Source data
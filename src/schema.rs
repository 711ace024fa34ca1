//! Input schema descriptors
//!
//! The two supported CSV exports differ only in how columns are located and
//! cleaned. Everything downstream (layout, formulas, rendering) is driven by
//! the [`SchemaSpec`] returned here, so the two pipelines share one code path.

use crate::excel::layout::{Aggregate, Derived, ReportShape};
use crate::types::{ColumnKind, ReportKind};
use std::fmt;

/// Canonical column names shared by both schemas
pub const QTY: &str = "Qty";
pub const PRICE: &str = "Price";
pub const COST: &str = "Cost";
pub const MARGIN: &str = "Margin";
pub const EXTENSION: &str = "Extension";

/// Which CSV export the input comes from
#[derive(Debug, Clone, Copy, PartialEq, Eq, clap::ValueEnum)]
pub enum SchemaVariant {
    /// ERP quote export, columns located by position
    Sap,
    /// Quote tracker export, columns located by header name
    Named,
}

impl fmt::Display for SchemaVariant {
    fn fmt(&self, f: &mut fmt::Formatter<'_>) -> fmt::Result {
        match self {
            SchemaVariant::Sap => write!(f, "sap"),
            SchemaVariant::Named => write!(f, "named"),
        }
    }
}

/// Where a raw field is read from
#[derive(Debug, Clone, Copy, PartialEq, Eq)]
pub enum Source {
    /// Zero-based position in the raw record
    Position(usize),
    /// Exact header name
    Header(&'static str),
}

/// How raw text becomes a cell value
#[derive(Debug, Clone, Copy, PartialEq, Eq)]
pub enum Coercion {
    Text,
    Number,
    /// Strip `$` and `,` before parsing
    Money,
    /// Strip `,` before parsing
    Count,
    /// Plain number for identifiers; a blank cell stays blank
    OptionalNumber,
}

/// One raw field read from the CSV
#[derive(Debug, Clone, Copy)]
pub struct FieldRule {
    pub name: &'static str,
    pub source: Source,
    pub coercion: Coercion,
    pub kind: ColumnKind,
}

const fn field(
    name: &'static str,
    source: Source,
    coercion: Coercion,
    kind: ColumnKind,
) -> FieldRule {
    FieldRule {
        name,
        source,
        coercion,
        kind,
    }
}

/// How the unit Cost column is derived
#[derive(Debug, Clone, Copy, PartialEq, Eq)]
pub enum CostRule {
    /// `estimated_total / qty`
    PerUnit { estimated: &'static str },
    /// `price * (1 - margin)`
    FromMargin,
}

/// Everything the pipeline needs to know about an input schema
#[derive(Debug)]
pub struct SchemaSpec {
    pub variant: SchemaVariant,
    /// Raw fields to read, in reading order
    pub fields: &'static [FieldRule],
    /// Raw field holding the margin as a percentage (0-100)
    pub margin_percent: &'static str,
    pub cost_rule: CostRule,
    /// Final column order of the normalized table
    pub canonical: &'static [&'static str],
    /// Whether `Extension` is a source column to be rewritten as `Price * Qty`
    pub has_extension: bool,
    pub data_sheet: &'static str,
    pub summary_labels: &'static [&'static str],
    pub standard: ReportShape,
    pub inflation: ReportShape,
}

impl SchemaSpec {
    pub fn shape(&self, report: ReportKind) -> &ReportShape {
        match report {
            ReportKind::Standard => &self.standard,
            ReportKind::Inflation => &self.inflation,
        }
    }

    /// Minimum raw column count implied by positional fields
    pub fn min_columns(&self) -> usize {
        self.fields
            .iter()
            .filter_map(|f| match f.source {
                Source::Position(p) => Some(p + 1),
                Source::Header(_) => None,
            })
            .max()
            .unwrap_or(0)
    }
}

const STANDARD: ReportShape = ReportShape {
    report: ReportKind::Standard,
    derived: &[Derived::TotalCost, Derived::TotalPrice],
    aggregates: &[
        (Aggregate::ExtCost, "Ext Cost"),
        (Aggregate::ExtPrice, "Ext Price"),
        (Aggregate::Gm, "GM"),
    ],
};

// Keeps the Total columns so today's extended cost can be subtotalled
const SAP_INFLATION: ReportShape = ReportShape {
    report: ReportKind::Inflation,
    derived: &[
        Derived::TotalCost,
        Derived::TotalPrice,
        Derived::FutureCost,
        Derived::FuturePrice,
        Derived::CostExt,
        Derived::PriceExt,
        Derived::TodaysMargin,
    ],
    aggregates: &[
        (Aggregate::TodaysCostExt, "Today's Cost Ext"),
        (Aggregate::ExtCost, "Future Cost Ext"),
        (Aggregate::ExtPrice, "Future Price Ext"),
        (Aggregate::Gm, "GM"),
        (Aggregate::TodaysGm, "Today's GM"),
    ],
};

const NAMED_INFLATION: ReportShape = ReportShape {
    report: ReportKind::Inflation,
    derived: &[
        Derived::FutureCost,
        Derived::FuturePrice,
        Derived::CostExt,
        Derived::PriceExt,
        Derived::TodaysMargin,
    ],
    aggregates: &[
        (Aggregate::ExtCost, "Ext Cost"),
        (Aggregate::ExtPrice, "Ext Price"),
        (Aggregate::Gm, "GM"),
    ],
};

// Raw positions 0, 4, 6 and 11 of the ERP export are unused.
static SAP_FIELDS: [FieldRule; 10] = [
    field("Quote", Source::Position(1), Coercion::OptionalNumber, ColumnKind::Number),
    field("Sold-to", Source::Position(2), Coercion::OptionalNumber, ColumnKind::Number),
    field("Customer", Source::Position(3), Coercion::Text, ColumnKind::Text),
    field("Material Description", Source::Position(5), Coercion::Text, ColumnKind::Text),
    field("Item", Source::Position(7), Coercion::OptionalNumber, ColumnKind::Number),
    field("Part Number", Source::Position(8), Coercion::Text, ColumnKind::Text),
    field(QTY, Source::Position(9), Coercion::Number, ColumnKind::Number),
    field(PRICE, Source::Position(10), Coercion::Number, ColumnKind::Currency),
    field("Estimated", Source::Position(12), Coercion::Number, ColumnKind::Currency),
    field("Margin %", Source::Position(13), Coercion::Number, ColumnKind::Number),
];

static NAMED_FIELDS: [FieldRule; 11] = [
    field("Quote#", Source::Header("Quote#"), Coercion::Text, ColumnKind::Text),
    field("QuoteDate", Source::Header("QuoteDate"), Coercion::Text, ColumnKind::Text),
    field("Customer", Source::Header("Customer"), Coercion::Text, ColumnKind::Text),
    field("PartNumber", Source::Header("PartNumber"), Coercion::Text, ColumnKind::Text),
    field(QTY, Source::Header("Qty"), Coercion::Count, ColumnKind::Number),
    field(PRICE, Source::Header("Price"), Coercion::Money, ColumnKind::Currency),
    field(EXTENSION, Source::Header("Extension"), Coercion::Money, ColumnKind::Currency),
    field("Margin%", Source::Header("Margin%"), Coercion::Number, ColumnKind::Number),
    field("MatlCode", Source::Header("MatlCode"), Coercion::Text, ColumnKind::Text),
    field("V", Source::Header("V"), Coercion::Text, ColumnKind::Text),
    field("LTA Flag", Source::Header("LTA Flag"), Coercion::Text, ColumnKind::Text),
];

static SAP_SPEC: SchemaSpec = SchemaSpec {
    variant: SchemaVariant::Sap,
    fields: &SAP_FIELDS,
    margin_percent: "Margin %",
    cost_rule: CostRule::PerUnit {
        estimated: "Estimated",
    },
    canonical: &[
        "Quote",
        "Sold-to",
        "Customer",
        "Material Description",
        "Item",
        "Part Number",
        QTY,
        PRICE,
        COST,
        MARGIN,
    ],
    has_extension: false,
    data_sheet: "pricing",
    summary_labels: &[
        "Customer Name",
        "Item Types",
        "Bid Type: (AdHoc / LTA/ Renewal)",
        "Total Lines (Individual P/Ns)",
        "Value",
        "Gross Margin",
        "Price Protection",
        "Quote IDs",
    ],
    standard: STANDARD,
    inflation: SAP_INFLATION,
};

static NAMED_SPEC: SchemaSpec = SchemaSpec {
    variant: SchemaVariant::Named,
    fields: &NAMED_FIELDS,
    margin_percent: "Margin%",
    cost_rule: CostRule::FromMargin,
    canonical: &[
        "Quote#",
        "QuoteDate",
        "Customer",
        "PartNumber",
        QTY,
        PRICE,
        EXTENSION,
        "MatlCode",
        "V",
        "LTA Flag",
        MARGIN,
        COST,
    ],
    has_extension: true,
    data_sheet: "Sheet1",
    summary_labels: &[
        "Customer Name",
        "Item Types",
        "Bid Type: (AdHoc / LTA/ Renewal)",
        "Existing or New business",
        "Total Lines (Individual P/Ns)",
        "Value",
        "Gross Margin",
        "Price Protection",
        "Quote IDs",
    ],
    standard: STANDARD,
    inflation: NAMED_INFLATION,
};

impl SchemaVariant {
    pub fn spec(self) -> &'static SchemaSpec {
        match self {
            SchemaVariant::Sap => &SAP_SPEC,
            SchemaVariant::Named => &NAMED_SPEC,
        }
    }
}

__Instructions for the task__. Every line in the records that holds the word "OptionalNumber" should be copied into the answer.

__Response to the task__.
    OptionalNumber,
    field("Quote", Source::Position(1), Coercion::OptionalNumber, ColumnKind::Number),
    field("Sold-to", Source::Position(2), Coercion::OptionalNumber, ColumnKind::Number),
    field("Item", Source::Position(7), Coercion::OptionalNumber, ColumnKind::Number),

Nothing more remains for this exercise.